Four of the Lord’s apostles were fishermen, and of these four Peter, James and John were the three who were the most prominent amongst the twelve. Matthew the publican wrote the first gospel, John the fisherman the last, also three epistles and the book of the Revelation of Jesus Christ. Peter and James, both fishermen, wrote, the one two epistles; the other, one. These eye-witnesses of the Lord’s ways had Him with them in the circumstances of their daily life.
The fishermen were homely men. Zebedee, the father of James and John, had some hired servants, but they were all far from being rich; the fare they partook of, and the manner of life they led, was of the simplest and humblest kind.
Jesus, the Lord of all, shared with them, and He was frequently with them in their little ships. These great apostles were weather-beaten men who pulled the oars, and steered their boats over the lake, and toiled all the night for their fish. Once, we remember, on a stormy night, when the Lord was weary, He slept in the hinder part of the ship on a boat-cushion, and they awakened Him to save them from the waves, and He bade the sea be still. He chose for His apostles men who were neither great nor mighty, but plain and unlearned persons. Such was His way, such the purpose of God.
The apostle Peter returned to his fishing at the Lord’s death, and with him for that night’s work went Thomas and Nathaniel, James and John. Jesus, risen from the dead, stood on the shore and called them again from their nets to His service, and they became for His sake indeed fishers of men, and so fulfilled their apostolic mission.
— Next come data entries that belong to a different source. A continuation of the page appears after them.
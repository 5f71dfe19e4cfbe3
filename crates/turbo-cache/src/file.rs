//! Directory-backed store: one file per slot.

use std::fs;
use std::io::{ErrorKind, Write};
use std::path::{Path, PathBuf};

use tempfile::NamedTempFile;

use crate::{CacheError, KvStore};

const SLOT_EXTENSION: &str = "slot";

/// Key-value store persisting each slot as a file in a directory.
///
/// Writes go to a uniquely named temporary sibling first and are renamed over
/// the slot, so a reader never observes a half-written value and concurrent
/// writers never share a temp file. The last rename wins.
#[derive(Debug, Clone)]
pub struct FileStore {
    root: PathBuf,
}

impl FileStore {
    /// Open a store rooted at `root`, creating the directory if needed.
    pub fn open(root: impl Into<PathBuf>) -> Result<Self, CacheError> {
        let root = root.into();
        fs::create_dir_all(&root)
            .map_err(|e| CacheError::OpenError(format!("{}: {}", root.display(), e)))?;
        Ok(Self { root })
    }

    /// Directory holding the slot files.
    pub fn root(&self) -> &Path {
        &self.root
    }

    /// Path of the file backing `key`.
    pub fn slot_path(&self, key: &str) -> Result<PathBuf, CacheError> {
        Ok(self
            .root
            .join(format!("{}.{}", encode_key(key)?, SLOT_EXTENSION)))
    }
}

impl KvStore for FileStore {
    fn get(&self, key: &str) -> Result<Option<String>, CacheError> {
        let path = self.slot_path(key)?;
        match fs::read_to_string(&path) {
            Ok(value) => Ok(Some(value)),
            Err(e) if e.kind() == ErrorKind::NotFound => Ok(None),
            Err(e) => Err(CacheError::store(key, e)),
        }
    }

    fn set(&self, key: &str, value: &str) -> Result<(), CacheError> {
        let path = self.slot_path(key)?;
        let mut tmp =
            NamedTempFile::new_in(&self.root).map_err(|e| CacheError::store(key, e))?;
        tmp.write_all(value.as_bytes())
            .map_err(|e| CacheError::store(key, e))?;
        tmp.persist(&path)
            .map_err(|e| CacheError::store(key, e.error))?;
        tracing::trace!(slot = key, bytes = value.len(), "slot written");
        Ok(())
    }

    fn delete(&self, key: &str) -> Result<(), CacheError> {
        let path = self.slot_path(key)?;
        match fs::remove_file(&path) {
            Ok(()) => Ok(()),
            Err(e) if e.kind() == ErrorKind::NotFound => Ok(()),
            Err(e) => Err(CacheError::store(key, e)),
        }
    }
}

/// Map a key to a file stem. Alphanumerics, `-` and `_` pass through, every
/// other byte is percent-encoded so distinct keys never share a file.
fn encode_key(key: &str) -> Result<String, CacheError> {
    if key.is_empty() {
        return Err(CacheError::InvalidKey(key.to_string()));
    }
    let mut stem = String::with_capacity(key.len());
    for byte in key.bytes() {
        match byte {
            b'a'..=b'z' | b'A'..=b'Z' | b'0'..=b'9' | b'-' | b'_' => stem.push(byte as char),
            other => stem.push_str(&format!("%{:02X}", other)),
        }
    }
    Ok(stem)
}

#[cfg(test)]
mod tests {
    use super::*;

    #[test]
    fn test_missing_slot_reads_none() {
        let dir = tempfile::tempdir().unwrap();
        let store = FileStore::open(dir.path()).unwrap();
        assert_eq!(store.get("cart").unwrap(), None);
    }

    #[test]
    fn test_set_get_delete() {
        let dir = tempfile::tempdir().unwrap();
        let store = FileStore::open(dir.path()).unwrap();

        store.set("cart", r#"[{"a":1}]"#).unwrap();
        assert_eq!(store.get("cart").unwrap().as_deref(), Some(r#"[{"a":1}]"#));

        store.set("cart", "[]").unwrap();
        assert_eq!(store.get("cart").unwrap().as_deref(), Some("[]"));

        store.delete("cart").unwrap();
        assert_eq!(store.get("cart").unwrap(), None);
        assert!(!store.slot_path("cart").unwrap().exists());
    }

    #[test]
    fn test_delete_missing_is_ok() {
        let dir = tempfile::tempdir().unwrap();
        let store = FileStore::open(dir.path()).unwrap();
        assert!(store.delete("cart").is_ok());
    }

    #[test]
    fn test_open_creates_directory() {
        let dir = tempfile::tempdir().unwrap();
        let nested = dir.path().join("a").join("b");
        let store = FileStore::open(&nested).unwrap();
        assert!(nested.is_dir());
        assert_eq!(store.root(), nested.as_path());
    }

    #[test]
    fn test_slots_survive_reopen() {
        let dir = tempfile::tempdir().unwrap();
        FileStore::open(dir.path())
            .unwrap()
            .set("shop:cart", "[1]")
            .unwrap();

        let reopened = FileStore::open(dir.path()).unwrap();
        assert_eq!(reopened.get("shop:cart").unwrap().as_deref(), Some("[1]"));
    }

    #[test]
    fn test_concurrent_writers_all_land() {
        let dir = tempfile::tempdir().unwrap();
        let store = FileStore::open(dir.path()).unwrap();

        let failures: usize = std::thread::scope(|scope| {
            let handles: Vec<_> = (0..4)
                .map(|writer| {
                    let store = &store;
                    scope.spawn(move || {
                        (0..200)
                            .filter(|i| store.set("cart", &format!("[{writer},{i}]")).is_err())
                            .count()
                    })
                })
                .collect();
            handles.into_iter().map(|h| h.join().unwrap()).sum()
        });

        assert_eq!(failures, 0);
        let last = store.get("cart").unwrap().unwrap();
        assert!(last.starts_with('[') && last.ends_with(']'));

        let leftovers: Vec<_> = fs::read_dir(dir.path())
            .unwrap()
            .map(|entry| entry.unwrap().file_name())
            .collect();
        assert_eq!(leftovers, vec![std::ffi::OsString::from("cart.slot")]);
    }

    #[test]
    fn test_key_encoding() {
        assert_eq!(encode_key("cart").unwrap(), "cart");
        assert_eq!(encode_key("shop:cart").unwrap(), "shop%3Acart");
        assert_eq!(encode_key("../etc").unwrap(), "%2E%2E%2Fetc");
        assert!(matches!(encode_key(""), Err(CacheError::InvalidKey(_))));
    }
}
How simple were the surroundings of an earthly kind that encompassed the Son of God! Little do we realize such things. His humbling Himself so as to become a man we in some measure apprehend, but His humbling Himself as a man is little in our thoughts. But what a voice to us may be heard in the few barley loaves His disciples had brought; in the Lord and Peter not having the small coin for the Temple tribute, which Peter, at His bidding, found in the fish’s mouth! How such things teach us of His poverty! If by picturing to ourselves the fishermen of Galilee we are enabled to conceive ever so little of the ways of Jesus on earth, we shall not have written or read these pages in vain.